Present: Lars Pind, Frank Nikolajsen, Bruno Mattarollo, Hazi Gharagozwu, Raad Al-Rawi, Don Baccus, Simon Carstensen, Ronald Haynes, Niels H.S. Nielsen, Denis Roy, Jarkko Laine

Summary of Discussion:
There is no real usability studies known regarding OpenACS. Raad has got some feedback from dotLRN users, which has basically been good. People are satisfied with the navigation system, although some minor tweaking is still needed.

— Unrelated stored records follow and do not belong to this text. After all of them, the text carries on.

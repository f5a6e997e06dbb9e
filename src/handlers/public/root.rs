// handlers/public/root.rs - GET / and GET /health

use axum::{http::StatusCode, Extension};
use serde_json::{json, Value};
use sqlx::PgPool;

use crate::database::DatabaseManager;
use crate::error::ApiError;
use crate::middleware::{ApiResponse, ApiResult};

/// GET / - API identification and endpoint map
pub async fn root_get() -> ApiResult<Value> {
    Ok(ApiResponse::success(json!({
        "name": "CogniCare API",
        "version": env!("CARGO_PKG_VERSION"),
        "description": "Cognitive training management for university students",
        "environment": crate::config::config().environment.as_str(),
        "endpoints": {
            "public": "/, /health, POST /api/auth/login",
            "auth": "/api/auth/me, /api/auth/password (protected)",
            "catalog": "/api/faculties[/:id], /api/variables[/:id] (protected)",
            "students": "/api/students[/:id[/assignments|/progress]] (protected)",
            "trainer": "/api/trainer/students, /api/trainer/assignments (trainer)",
            "training": "/api/assignments/:id[/...], /api/sessions/:id[/...] (protected)",
            "admin": "/api/admin/* (admin)",
        }
    })))
}

/// GET /health - database connectivity check
pub async fn health_get(Extension(pool): Extension<PgPool>) -> ApiResult<Value> {
    let now = chrono::Utc::now();

    match DatabaseManager::health_check(&pool).await {
        Ok(_) => Ok(ApiResponse::with_status(
            json!({
                "status": "ok",
                "timestamp": now,
                "database": "ok"
            }),
            StatusCode::OK,
        )),
        Err(e) => {
            tracing::warn!("Health check failed: {}", e);
            Err(ApiError::service_unavailable("Database unavailable"))
        }
    }
}
use serde::Deserialize;
use sqlx::PgPool;

use super::{ensure_id, interpret, interpret_created, Mutation, ServiceError};
use crate::database::models::Faculty;
use crate::database::repository::FacultyRepository;
use crate::error::FieldErrors;
use crate::middleware::{Validate, Validator};

#[derive(Debug, Deserialize)]
pub struct FacultyRequest {
    pub name: String,
    pub acronym: Option<String>,
}

impl Validate for FacultyRequest {
    fn validate(&self) -> Result<(), FieldErrors> {
        let mut v = Validator::new();
        v.required("name", &self.name).max_len("name", &self.name, 150);
        if let Some(acronym) = &self.acronym {
            v.max_len("acronym", acronym, 20);
        }
        v.finish()
    }
}

/// Body of the PATCH .../status endpoints
#[derive(Debug, Deserialize)]
pub struct StatusRequest {
    pub active: bool,
}

impl Validate for StatusRequest {
    fn validate(&self) -> Result<(), FieldErrors> {
        Ok(())
    }
}

pub struct FacultyService {
    faculties: FacultyRepository,
}

impl FacultyService {
    pub fn new(pool: PgPool) -> Self {
        Self {
            faculties: FacultyRepository::new(pool),
        }
    }

    pub async fn list(&self) -> Result<Vec<Faculty>, ServiceError> {
        Ok(self.faculties.select_all().await?)
    }

    pub async fn get(&self, id: i32) -> Result<Faculty, ServiceError> {
        let id = ensure_id("id", id)?;
        Ok(self.faculties.select_404(id).await?)
    }

    pub async fn create(&self, request: &FacultyRequest) -> Result<Mutation, ServiceError> {
        let row = self
            .faculties
            .create(request.name.trim(), trimmed(&request.acronym))
            .await?;
        interpret_created(row)
    }

    pub async fn update(&self, id: i32, request: &FacultyRequest) -> Result<Mutation, ServiceError> {
        let id = ensure_id("id", id)?;
        let message = self
            .faculties
            .update(id, request.name.trim(), trimmed(&request.acronym))
            .await?;
        interpret(message)
    }

    pub async fn set_active(&self, id: i32, active: bool) -> Result<Mutation, ServiceError> {
        let id = ensure_id("id", id)?;
        interpret(self.faculties.set_active(id, active).await?)
    }
}

/// Blank optional strings are stored as NULL
pub(crate) fn trimmed(value: &Option<String>) -> Option<&str> {
    value.as_deref().map(str::trim).filter(|v| !v.is_empty())
}

#[cfg(test)]
mod tests {
    use super::*;

    #[test]
    fn faculty_name_is_required() {
        let request = FacultyRequest {
            name: " ".into(),
            acronym: Some("FCI-EXTREMELY-LONG-ACRONYM".into()),
        };
        let errors = request.validate().unwrap_err();
        assert!(errors.contains_key("name"));
        assert!(errors.contains_key("acronym"));
    }

    #[test]
    fn blank_optionals_become_null() {
        assert_eq!(trimmed(&Some("  ".into())), None);
        assert_eq!(trimmed(&Some(" FCI ".into())), Some("FCI"));
        assert_eq!(trimmed(&None), None);
    }
}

Lars has divided the current topics in the UI field to four different groups:

  • Navigation: At the moment the context bar is the only feature provided by the system. Even it has its drawbacks and weirdnesses in the functionality. The bar needs some improvement. Besides some infrastructure for making navigation nars is needed (see the widget point)
  • UI / Style Guide: Some topics of the guide are web accessibility things (text-based browsers, voice UI) and validating of the html code. There’s also a not-quite-finished guide for graphics designers regarding stylesheet and templating stuff, which should be finished sooner rather than later.
  • Widgets for forms, lists, navbars and context bars are sorely needed. Ad_form / form builder is at the moment the only one. Don tries to find time to enhance ad_form docs and make more demos for it.
  • Low-hanging front: Doing certain administrative tasks (user/group admin) is currently tedious.
All these aspects should be also considered from the view of an individual package and even when the pages are created using new portal system.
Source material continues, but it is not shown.